After hearing about the controversial film "Sita Sings the Blues" from friends, reading about it in the NYTimes, and receiving dozens of emails about it through mailing lists, I finally saw the thing for myself. I needed to know what all the hooplah was about.
Sita Sings the Blues is an animated film created by Nina Paley. It juxtaposes the love story of Ram and Sita, (from the Hindu scripture the Ramayana) with Paley's own relationship story. Paley presents the story of Ram and Sita with a focus on the ways Ram abused Sita. Because of her own relationship woes, Paley really connected to Sita in this way. Sita's experience struck a chord with Paley so much so that she was inspired to create a film around it.
For those readers who're unfamiliar with the Ram-Sita saga, here's a brief recap: Sita was madly in love and devoted to Ram, and was captured by the evil king Ravan who wanted to make her his wife. Sita refused over and over again. When Ram rescued Sita from the evil king, he doubted her loyalty to him and made her walk through fire to prove her purity. Sita's purity would be proven if she made it through the fire unscathed, which she did. Later on, however, Ram's followers talked smack about him because they didn't believe Sita was in fact faithful during her captivity. To protect his pride, Ram banished Sita to the forest. Sita said she would prove her purity, AGAIN, by asking mother earth to take her back into the ground- which she did. So, in sum, Sita devotes her life to this man and literally walks through fire for him, only to be rejected because of his stupid pride.

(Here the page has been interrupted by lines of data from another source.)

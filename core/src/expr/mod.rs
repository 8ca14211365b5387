//! Typed predicate expressions.
//!
//! Expressions are built from [`Column`] handles generated for each model and
//! combined with [`and`], [`or`], [`not`] or the `&`, `|`, `!` operators:
//!
//! ```ignore
//! let adults_named_bob = User::AGE.gte(18) & User::NAME.eq("bob");
//! let filter = compile_predicate(adults_named_bob.into_expr(), User::schema())?;
//! ```
//!
//! Literals are evaluated when the expression is built. Column names are only
//! resolved when the expression is compiled against a [`ColumnResolver`], which
//! is where unknown properties are reported.
//!
//! [`ColumnResolver`]: crate::schema::ColumnResolver

mod cmp;
mod column;
mod compile;
mod logical;

use core::marker::PhantomData;
use std::borrow::Cow;

use pgrest_types::{NullPosition, Operator, Ordering};
use serde_json::Value as JsonValue;

use crate::value::Value;

pub use column::Column;
pub use compile::{compile_assignment, compile_order, compile_predicate, compile_projection};
pub use logical::{and, not, or};

/// A model property referenced by an expression
#[derive(Debug, Clone, PartialEq, Eq, Hash)]
pub struct Property(pub Cow<'static, str>);

impl Property {
    pub fn new(name: impl Into<Cow<'static, str>>) -> Self {
        Property(name.into())
    }

    pub fn name(&self) -> &str {
        &self.0
    }
}

impl<M, T> From<Column<M, T>> for Property {
    fn from(column: Column<M, T>) -> Self {
        column.property()
    }
}

impl From<&'static str> for Property {
    fn from(name: &'static str) -> Self {
        Property(Cow::Borrowed(name))
    }
}

impl From<String> for Property {
    fn from(name: String) -> Self {
        Property(Cow::Owned(name))
    }
}

/// What a method-style call is invoked on
#[derive(Debug, Clone, Copy, PartialEq, Eq)]
pub enum Receiver {
    Text,
    Collection,
    Scalar,
}

/// Untyped boolean expression AST
#[derive(Debug, Clone, PartialEq)]
pub enum Expr {
    Compare {
        property: Property,
        operator: Operator,
        value: Value,
    },
    Call {
        property: Property,
        receiver: Receiver,
        method: Cow<'static, str>,
        argument: Value,
    },
    And(Box<Expr>, Box<Expr>),
    Or(Box<Expr>, Box<Expr>),
    Not(Box<Expr>),
}

impl Expr {
    /// `property <operator> value`
    pub fn compare(
        property: impl Into<Property>,
        operator: Operator,
        value: impl Into<Value>,
    ) -> Self {
        Expr::Compare {
            property: property.into(),
            operator,
            value: value.into(),
        }
    }

    /// Method-style call such as `contains`, for dynamically built predicates
    pub fn call(
        property: impl Into<Property>,
        receiver: Receiver,
        method: impl Into<Cow<'static, str>>,
        argument: impl Into<Value>,
    ) -> Self {
        Expr::Call {
            property: property.into(),
            receiver,
            method: method.into(),
            argument: argument.into(),
        }
    }
}

/// An [`Expr`] over the properties of model `M`
pub struct Predicate<M> {
    expr: Expr,
    _model: PhantomData<fn() -> M>,
}

impl<M> Predicate<M> {
    pub fn new(expr: Expr) -> Self {
        Self {
            expr,
            _model: PhantomData,
        }
    }

    pub fn expr(&self) -> &Expr {
        &self.expr
    }

    pub fn into_expr(self) -> Expr {
        self.expr
    }
}

impl<M> From<Expr> for Predicate<M> {
    fn from(expr: Expr) -> Self {
        Predicate::new(expr)
    }
}

impl<M> From<Predicate<M>> for Expr {
    fn from(predicate: Predicate<M>) -> Self {
        predicate.expr
    }
}

/// `property = value` for updates
pub struct Assignment<M> {
    pub property: Property,
    pub value: JsonValue,
    _model: PhantomData<fn() -> M>,
}

impl<M> Assignment<M> {
    pub fn new(property: impl Into<Property>, value: impl Into<JsonValue>) -> Self {
        Self {
            property: property.into(),
            value: value.into(),
            _model: PhantomData,
        }
    }
}

/// An ordered list of properties to select
pub struct Projection<M> {
    pub properties: Vec<Property>,
    _model: PhantomData<fn() -> M>,
}

impl<M> Projection<M> {
    pub fn of<I, P>(properties: I) -> Self
    where
        I: IntoIterator<Item = P>,
        P: Into<Property>,
    {
        Self {
            properties: properties.into_iter().map(Into::into).collect(),
            _model: PhantomData,
        }
    }
}

/// Sort key for one property
pub struct OrderExpr<M> {
    pub property: Property,
    pub ordering: Ordering,
    pub null_position: NullPosition,
    _model: PhantomData<fn() -> M>,
}

impl<M> OrderExpr<M> {
    pub fn new(property: impl Into<Property>, ordering: Ordering) -> Self {
        Self {
            property: property.into(),
            ordering,
            null_position: NullPosition::First,
            _model: PhantomData,
        }
    }

    pub fn nulls_first(mut self) -> Self {
        self.null_position = NullPosition::First;
        self
    }

    pub fn nulls_last(mut self) -> Self {
        self.null_position = NullPosition::Last;
        self
    }
}

// Implemented by hand so `M` needs no bounds.
macro_rules! impl_model_scoped {
    ($ty:ident { $($field:ident),* }) => {
        impl<M> Clone for $ty<M> {
            fn clone(&self) -> Self {
                Self {
                    $($field: self.$field.clone(),)*
                    _model: PhantomData,
                }
            }
        }

        impl<M> PartialEq for $ty<M> {
            fn eq(&self, other: &Self) -> bool {
                true $(&& self.$field == other.$field)*
            }
        }

        impl<M> core::fmt::Debug for $ty<M> {
            fn fmt(&self, f: &mut core::fmt::Formatter<'_>) -> core::fmt::Result {
                f.debug_struct(stringify!($ty))
                    $(.field(stringify!($field), &self.$field))*
                    .finish()
            }
        }
    };
}

impl_model_scoped!(Predicate { expr });
impl_model_scoped!(Assignment { property, value });
impl_model_scoped!(Projection { properties });
impl_model_scoped!(OrderExpr { property, ordering, null_position });
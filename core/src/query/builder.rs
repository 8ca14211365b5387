//! Fluent `QueryBuilder`: collects intent, then compiles one [`Request`].

use core::marker::PhantomData;

use pgrest_types::{NullPosition, Operator, Ordering};
use serde::Serialize;
use serde_json::Value as JsonValue;

use crate::error::{PgRestError, Result};
use crate::expr::{
    Assignment, OrderExpr, Predicate, Projection, compile_assignment, compile_order,
    compile_predicate, compile_projection,
};
use crate::filter::Filter;
use crate::headers::compile_headers;
use crate::options::ClientOptions;
use crate::relation::resolve_embeds;
use crate::request::Request;
use crate::schema::Model;
use crate::serialize::compile_query;
use crate::value::Value;

use super::state::{CountType, Method, Orderer, QueryState, ReturnPreference};

// =============================================================================
// QueryBuilder
// =============================================================================

/// Query builder for model `M`.
///
/// Raw methods take wire column names; typed ones (`r#where`, `columns`,
/// `order_by`, `set`) take expressions over `M` and resolve them through
/// `M::schema()`. Every method consumes `self`, so a builder is only ever
/// mutated by the chain that owns it.
///
/// ```ignore
/// let request = QueryBuilder::<User>::new()
///     .r#where(User::AGE.gte(18))?
///     .order_by(User::NAME.asc())?
///     .limit(10)
///     .get()?;
/// ```
pub struct QueryBuilder<M> {
    state: QueryState,
    options: ClientOptions,
    _model: PhantomData<fn() -> M>,
}

impl<M: Model> QueryBuilder<M> {
    pub fn new() -> Self {
        Self::with_options(ClientOptions::default())
    }

    pub fn with_options(options: ClientOptions) -> Self {
        Self {
            state: QueryState::new(M::schema().table_name),
            options,
            _model: PhantomData,
        }
    }

    /// Intent collected so far
    pub fn state(&self) -> &QueryState {
        &self.state
    }

    // =========================================================================
    // Filters
    // =========================================================================

    /// `column=<operator>.<value>`
    pub fn filter(
        mut self,
        column: impl Into<String>,
        operator: Operator,
        value: impl Into<Value>,
    ) -> Result<Self> {
        let filter = Filter::from_value(column, operator, value.into())?;
        self.state.filters.push(filter);
        Ok(self)
    }

    /// `column=not.<operator>.<value>`
    pub fn not(
        mut self,
        column: impl Into<String>,
        operator: Operator,
        value: impl Into<Value>,
    ) -> Result<Self> {
        let filter = Filter::from_value(column, operator, value.into())?;
        self.state.filters.push(Filter::negate(filter));
        Ok(self)
    }

    /// `or=(...)` over `filters`
    pub fn or(mut self, filters: Vec<Filter>) -> Result<Self> {
        self.state.filters.push(Filter::or(filters)?);
        Ok(self)
    }

    /// `and=(...)` over `filters`
    pub fn and(mut self, filters: Vec<Filter>) -> Result<Self> {
        self.state.filters.push(Filter::and(filters)?);
        Ok(self)
    }

    /// Adds a typed predicate
    pub fn r#where(mut self, predicate: Predicate<M>) -> Result<Self> {
        let filter = compile_predicate(predicate, M::schema())?;
        self.state.filters.push(filter);
        Ok(self)
    }

    /// One `eq` filter per `(column, value)` pair
    pub fn r#match<I, K, V>(mut self, pairs: I) -> Result<Self>
    where
        I: IntoIterator<Item = (K, V)>,
        K: Into<String>,
        V: Into<Value>,
    {
        for (column, value) in pairs {
            let filter = Filter::from_value(column, Operator::Equals, value.into())?;
            self.state.filters.push(filter);
        }
        Ok(self)
    }

    // =========================================================================
    // Projection
    // =========================================================================

    /// Raw `select` text; embed fragments are still appended
    pub fn select(mut self, columns: impl Into<String>) -> Self {
        self.state.projection = Some(columns.into());
        self
    }

    /// Typed projection
    pub fn columns(mut self, projection: Projection<M>) -> Result<Self> {
        let columns = compile_projection(&projection, M::schema())?;
        self.state.projection = Some(columns.join(","));
        Ok(self)
    }

    // =========================================================================
    // Ordering and pagination
    // =========================================================================

    pub fn order(
        mut self,
        column: impl Into<String>,
        ordering: Ordering,
        null_position: NullPosition,
    ) -> Self {
        self.state.orderers.push(Orderer {
            foreign_table: None,
            column: column.into(),
            ordering,
            null_position,
        });
        self
    }

    /// Typed sort key on the root table
    pub fn order_by(mut self, order: OrderExpr<M>) -> Result<Self> {
        let orderer = compile_order(order, M::schema())?;
        self.state.orderers.push(orderer);
        Ok(self)
    }

    /// Sort key on an embedded resource
    pub fn order_foreign(
        mut self,
        foreign_table: impl Into<String>,
        column: impl Into<String>,
        ordering: Ordering,
        null_position: NullPosition,
    ) -> Self {
        self.state.orderers.push(Orderer {
            foreign_table: Some(foreign_table.into()),
            column: column.into(),
            ordering,
            null_position,
        });
        self
    }

    pub fn limit(mut self, limit: u64) -> Self {
        self.state.page_mut(None).limit = Some(limit);
        self
    }

    pub fn offset(mut self, offset: u64) -> Self {
        self.state.page_mut(None).offset = Some(offset);
        self
    }

    pub fn limit_foreign(mut self, foreign_table: &str, limit: u64) -> Self {
        self.state.page_mut(Some(foreign_table)).limit = Some(limit);
        self
    }

    pub fn offset_foreign(mut self, foreign_table: &str, offset: u64) -> Self {
        self.state.page_mut(Some(foreign_table)).offset = Some(offset);
        self
    }

    /// Inclusive row range, sent as a `Range` header
    pub fn range(mut self, from: u64, to: u64) -> Result<Self> {
        if to < from {
            return Err(PgRestError::InvalidExpression(format!(
                "row range {from}-{to} ends before it starts"
            )));
        }
        self.state.rows = Some((from, to));
        Ok(self)
    }

    // =========================================================================
    // Response shape
    // =========================================================================

    /// Expect exactly one row, returned as an object
    pub fn single(mut self) -> Self {
        self.state.single = true;
        self
    }

    pub fn count(mut self, count: CountType) -> Self {
        self.state.count = Some(count);
        self
    }

    pub fn returning(mut self, returning: ReturnPreference) -> Self {
        self.state.returning = Some(returning);
        self
    }

    /// Conflict target for upserts, comma separated columns
    pub fn on_conflict(mut self, columns: impl Into<String>) -> Self {
        self.state.on_conflict = Some(columns.into());
        self
    }

    // =========================================================================
    // Updates
    // =========================================================================

    /// Typed `SET`
    pub fn set(mut self, assignment: Assignment<M>) -> Result<Self> {
        let (column, value) = compile_assignment(assignment, M::schema())?;
        self.state.assignments.insert(column, value);
        Ok(self)
    }

    /// `SET` by wire column name
    pub fn set_value(mut self, column: impl Into<String>, value: impl Into<JsonValue>) -> Self {
        self.state.assignments.insert(column.into(), value.into());
        self
    }

    // =========================================================================
    // Verbs
    // =========================================================================

    pub fn get(self) -> Result<Request> {
        self.finish(Method::Get)
    }

    /// `HEAD`: counts and headers only
    pub fn head(self) -> Result<Request> {
        self.finish(Method::Head)
    }

    pub fn insert<T: Serialize + ?Sized>(mut self, rows: &T) -> Result<Request> {
        self.state.body = Some(serde_json::to_value(rows)?);
        self.finish(Method::Post)
    }

    /// Insert, merging rows that collide on the conflict target
    pub fn upsert<T: Serialize + ?Sized>(mut self, rows: &T) -> Result<Request> {
        self.state.upsert = true;
        self.state.body = Some(serde_json::to_value(rows)?);
        self.finish(Method::Post)
    }

    /// `PATCH` with the collected assignments
    pub fn update(mut self) -> Result<Request> {
        if self.state.assignments.is_empty() {
            return Err(PgRestError::InvalidExpression(
                "update sets no columns".to_owned(),
            ));
        }
        let assignments = core::mem::take(&mut self.state.assignments);
        self.state.body = Some(JsonValue::Object(assignments));
        self.finish(Method::Patch)
    }

    pub fn delete(self) -> Result<Request> {
        self.finish(Method::Delete)
    }

    fn finish(mut self, method: Method) -> Result<Request> {
        self.state.method = method;
        let state = self.state.take();

        let embeds = resolve_embeds(M::schema());
        let query = compile_query(&state, &embeds, &self.options);
        let headers = compile_headers(&state, &self.options);

        Ok(Request::new(
            method,
            format!("/{}", state.table),
            query,
            headers,
            state.body,
        ))
    }
}

impl<M: Model> Default for QueryBuilder<M> {
    fn default() -> Self {
        Self::new()
    }
}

Now, there is an obvious problem with the artistic liberty Paley took. Paley is not Hindu. She is not even South Asian. She is a white woman who did not grow up knowing Indian culture and Hinduism. As an outsider to a culture/religion, it is always smart to be careful with your approach. However, Paley perhaps did not use the greatest amount of care when she took the sacred story of Lord Ram and Sita out of its traditional context- in which Lord Ram's praises are sung and Sita's tribulations are given a back seat. In fact, her adaptation clearly criticizes the Hindu community for accepting Ram's sexism.
Moreover, Paley's choice of animation style does nothing to pacify her critics. Sita's body is hypersexualized, with large, round breasts propped up to her chin, a teeny-tiny waist, and voluptuous hips. Just take a look at the image above and tell me she doesn't look like an Indian Betty Boop?! I see how, to many people, this adds insult to injury.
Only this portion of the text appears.